Educational Websites for Patients with IBD Often Lack Enough Detailed Information

Patients with IBD have a greater need for information about their diseases and treatment options than what is currently available to them on the Internet.

Educational websites for patients with Crohn’s disease and ulcerative colitis are lacking, according to a new study published by researchers at the University of Alberta.

Previous research has shown that patients with inflammatory bowel disease (IBD) have a greater need for information about their condition and treatment options than is currently available to them. Lead author Sander J.O. Veldhuyzen van Zanten, MD, of the University of Alberta, and his fellow researchers used Google to identify 50 websites on three separate occasions. The websites were evaluated based on these criteria:

“1. A data quality score (DQS) was used to assess the quality of information on each Web site regarding medical treatments for IBD.

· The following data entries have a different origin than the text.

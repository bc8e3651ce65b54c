//! Server sessions: one per client connection, plus the registry that
//! routes callouts and notifications to connected clients.

use crate::dispatch::ServerDispatcher;
use crate::mount::MountState;
use sfs_core::{ClientOrd, Result, ShareError, WaitMode};
use sfs_lease::LeaseEvents;
use sfs_network::{
    ByteOrder, Callout, ConnectionBuffer, Message, Notify, Reply, Request, encode_message,
};
use std::collections::HashMap;
use std::sync::atomic::{AtomicU32, Ordering};
use std::sync::{Arc, Mutex, MutexGuard, PoisonError};
use tokio::io::{AsyncRead, AsyncReadExt, AsyncWrite, AsyncWriteExt};
use tokio::sync::mpsc;
use tokio_util::sync::CancellationToken;
use tracing::{debug, info, warn};

/// Outbound messages queued per connection.
pub const SESSION_QUEUE: usize = 1024;
const READ_CHUNK: usize = 64 * 1024;

/// Per-connection buffer sizing.
#[derive(Debug, Clone)]
pub struct SessionConfig {
    pub queue_depth: usize,
    pub read_chunk: usize,
}

impl Default for SessionConfig {
    fn default() -> Self {
        Self {
            queue_depth: SESSION_QUEUE,
            read_chunk: READ_CHUNK,
        }
    }
}

impl SessionConfig {
    #[must_use]
    pub fn with_queue_depth(mut self, depth: usize) -> Self {
        self.queue_depth = depth.max(1);
        self
    }

    #[must_use]
    pub fn with_read_chunk(mut self, bytes: usize) -> Self {
        self.read_chunk = bytes.max(512);
        self
    }
}

/// Connected clients and the queues feeding their connections.
pub struct ClientRegistry {
    mount: Arc<MountState>,
    senders: Mutex<HashMap<ClientOrd, mpsc::Sender<Message>>>,
}

impl ClientRegistry {
    #[must_use]
    pub fn new(mount: Arc<MountState>) -> Self {
        Self {
            mount,
            senders: Mutex::new(HashMap::new()),
        }
    }

    fn lock(&self) -> MutexGuard<'_, HashMap<ClientOrd, mpsc::Sender<Message>>> {
        self.senders.lock().unwrap_or_else(PoisonError::into_inner)
    }

    pub fn register(&self, ord: ClientOrd, tx: mpsc::Sender<Message>) {
        self.lock().insert(ord, tx);
    }

    pub fn unregister(&self, ord: ClientOrd) {
        self.lock().remove(&ord);
    }

    /// Remove `ord` only if it is still bound to `tx`; a reconnect may have
    /// replaced it.
    pub fn unregister_if(&self, ord: ClientOrd, tx: &mpsc::Sender<Message>) {
        let mut senders = self.lock();
        if senders.get(&ord).is_some_and(|s| s.same_channel(tx)) {
            senders.remove(&ord);
        }
    }

    #[must_use]
    pub fn is_connected(&self, ord: ClientOrd) -> bool {
        self.lock().contains_key(&ord)
    }

    fn outgoing(&self, request: Request, client: ClientOrd) -> Message {
        let mut message = Message::request(request, WaitMode::NoWait);
        message.header.client_ord = client;
        message.header.server_ord = self.mount.server_ord();
        message.header.fsid = self.mount.fsid();
        message.header.fs_generation = self.mount.fs_generation();
        message
    }

    fn send(&self, client: ClientOrd, message: Message) {
        let Some(tx) = self.lock().get(&client).cloned() else {
            debug!(target: "sfs::server", client, "Client not connected; message discarded");
            return;
        };
        if let Err(e) = tx.try_send(message) {
            warn!(target: "sfs::server", client, error = %e, "Client queue full; message discarded");
        }
    }

    /// Send `notify` to every connected client except `except`.
    pub fn broadcast_notify(&self, notify: &Notify, except: Option<ClientOrd>) {
        let targets: Vec<ClientOrd> = self
            .lock()
            .keys()
            .copied()
            .filter(|ord| Some(*ord) != except)
            .collect();
        for client in targets {
            let message = self.outgoing(Request::Notify(notify.clone()), client);
            self.send(client, message);
        }
    }
}

impl LeaseEvents for ClientRegistry {
    fn callout(&self, client: ClientOrd, callout: Callout) {
        let message = self.outgoing(Request::Callout(callout), client);
        self.send(client, message);
    }

    fn notify(&self, client: ClientOrd, notify: Notify) {
        let message = self.outgoing(Request::Notify(notify), client);
        self.send(client, message);
    }
}

/// Client ordinal a connection speaks for, learned from its traffic.
struct Binding {
    ord: AtomicU32,
    tx: mpsc::Sender<Message>,
}

impl Binding {
    fn bind(&self, ord: ClientOrd, registry: &ClientRegistry) {
        if ord == 0 {
            return;
        }
        let previous = self.ord.swap(ord, Ordering::AcqRel);
        if previous != ord {
            registry.register(ord, self.tx.clone());
            debug!(target: "sfs::server", client = ord, "Connection bound");
        }
    }

    fn ord(&self) -> ClientOrd {
        self.ord.load(Ordering::Acquire)
    }
}

/// Serve one client connection until it closes or `shutdown` fires.
///
/// Requests on one connection are handled one at a time in arrival
/// order; conflicting lease requests answer `Waiting` rather than block.
/// Replies are written in this node's byte order.
pub async fn serve_connection<S>(
    stream: S,
    dispatcher: Arc<ServerDispatcher>,
    shutdown: CancellationToken,
) -> Result<()>
where
    S: AsyncRead + AsyncWrite + Unpin + Send + 'static,
{
    serve_connection_with(stream, dispatcher, SessionConfig::default(), shutdown).await
}

/// [`serve_connection`] with explicit buffer sizing.
pub async fn serve_connection_with<S>(
    stream: S,
    dispatcher: Arc<ServerDispatcher>,
    config: SessionConfig,
    shutdown: CancellationToken,
) -> Result<()>
where
    S: AsyncRead + AsyncWrite + Unpin + Send + 'static,
{
    let (mut reader, mut writer) = tokio::io::split(stream);
    let (tx, mut rx) = mpsc::channel::<Message>(config.queue_depth);
    sfs_metrics::increment_connections();

    let writer_task = tokio::spawn(async move {
        let order = ByteOrder::native();
        while let Some(message) = rx.recv().await {
            let frame = encode_message(&message, order);
            if let Err(e) = writer.write_all(&frame).await {
                debug!(target: "sfs::server", error = %e, "Connection write failed");
                break;
            }
            sfs_metrics::increment_messages_sent();
        }
        let _ = writer.shutdown().await;
    });

    let binding = Binding {
        ord: AtomicU32::new(0),
        tx: tx.clone(),
    };
    let mut buffer = ConnectionBuffer::new();
    let mut chunk = vec![0u8; config.read_chunk];

    let result = loop {
        let n = tokio::select! {
            () = shutdown.cancelled() => break Ok(()),
            read = reader.read(&mut chunk) => match read {
                Ok(0) => break Ok(()),
                Ok(n) => n,
                Err(e) => break Err(ShareError::Io(e)),
            },
        };
        buffer.extend(&chunk[..n]);

        match drain(&mut buffer, &dispatcher, &binding, &tx).await {
            Ok(()) => {},
            Err(e) => break Err(e),
        }
    };

    let ord = binding.ord();
    if ord != 0 {
        dispatcher.registry().unregister_if(ord, &tx);
        dispatcher.connection_lost(ord);
    }
    drop(tx);
    writer_task.abort();
    sfs_metrics::decrement_connections();
    info!(target: "sfs::server", client = ord, "Connection closed");
    result
}

/// Dispatch every complete message in `buffer`, one at a time and in
/// arrival order. Only an unreadable byte order tag ends the connection;
/// other decode failures drop the frame.
async fn drain(
    buffer: &mut ConnectionBuffer,
    dispatcher: &Arc<ServerDispatcher>,
    binding: &Binding,
    tx: &mpsc::Sender<Message>,
) -> Result<()> {
    loop {
        let message = match buffer.next_message() {
            Ok(Some(message)) => message,
            Ok(None) => return Ok(()),
            Err(e @ ShareError::InvalidMagic(_)) => {
                warn!(target: "sfs::server", error = %e, "Bad magic; closing connection");
                return Err(e);
            },
            Err(e) => {
                if matches!(e, ShareError::CrcMismatch { .. }) {
                    sfs_metrics::increment_crc_failures();
                }
                warn!(target: "sfs::server", error = %e, "Undecodable message dropped");
                continue;
            },
        };
        sfs_metrics::increment_messages_received();

        let known = message.header.client_ord;
        if known != 0 && dispatcher.clients().contains(known) {
            binding.bind(known, dispatcher.registry());
        }

        let Some(reply) = dispatcher.dispatch(message).await else {
            continue;
        };
        if let Some(Reply::Mount(mount)) = reply.as_reply() {
            if reply.header.error.is_ok() {
                binding.bind(mount.client_ord, dispatcher.registry());
            }
        }
        if tx.send(reply).await.is_err() {
            debug!(target: "sfs::server", "Connection gone before reply");
        }
    }
}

2. A global quality score (GQS) was used to rate the overall quality of the sites.

3. A drug category quality score (DCQS) was used to rate each drug category within an individual Web site.

4. DISCERN, a validated tool of 15 questions, was used to evaluate the quality of health information available to patients regarding treatment options.

5. The readability and integrity of each Web site was evaluated, as well as how current the information on each site was.”

According to the researchers, “the median DQS range was 22 (range: 0-76), median GQS was two (five-point scale) and median reading grade level was 12 (range 6.9-13.7).” A total of eight websites received a GQS of four or five, and the DQS “was highly associated with the GQS and the DISCERN instrument.” Items that were often lacking, according to the researchers, included information on funding source (54%) and date of last update (56%).

"We suggest that Web sites provide explicit information on indications, efficacy and frequency of side effects of medications,” said Dr. van Zanten. “They should also provide explicit and clear information on who developed, maintains and owns the site, dates of publication, and sources of funding for both the Web sites and the clinical data being discussed."